Whole-genome sequencing to combat spread of Gonorrhoea
Doctors and scientists from MMM, Public Health England and The Royal Sussex County Hospital, Brighton published their whole-genome sequencing based tool to track the spread of Neisseria gonorrhoea infections in The Lancet Infectious Diseases today.
Using samples collected in Britain and the USA they found genetic evidence from the infections showing how cases were linked to each other. The team used around 1300 samples from Brighton, London, Wales and northern England collected over 5 years (2011-2015) to work out which cases could have been caught from other cases in Brighton, or from elsewhere in the UK or the USA.
Dr Dilrini De Silva, a bioinformatician who co-led the computational analyses is most fascinated by the team finding some people having multiple infections at different body sites, sometimes with different susceptibility to antibiotics. This showed how some patients can be part of more than one cluster of infections at the same time.

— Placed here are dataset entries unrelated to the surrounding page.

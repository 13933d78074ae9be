#![forbid(unsafe_code)]
//! trellis-metrics: topology and density analysis of a trellis link graph.
//!
//! One entry point, [`compute_stats`], turns `(nodes, edges)` into a
//! [`StatsReport`]. All algorithms run on an index-based [`graph::Adjacency`]
//! built once per call; traversals are iterative.
//!
//! # Conventions
//!
//! - **Errors**: none; every metric is defined for every graph, including
//!   the empty one.
//! - **Logging**: `tracing` macros; spans on the public entry points.

pub mod graph;
pub mod metrics;
pub mod report;

pub use report::{StatsReport, compute_stats, stats_for};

Dr David Eyre, who co-led the study, said: ‘There are several potential applications of this study. It clearly shows that action to tackle antibiotic-resistant gonorrhoea needs to be coordinated across national boundaries. However, using whole genome sequencing to track transmission of these infections is feasible. Sequencing can overcome some of the weaknesses in traditional partner notification tracing, while at the same time enabling us to spot risk factors and better target health interventions. It could even be used to notify contacts by using the same apps used to set up sexual encounters.’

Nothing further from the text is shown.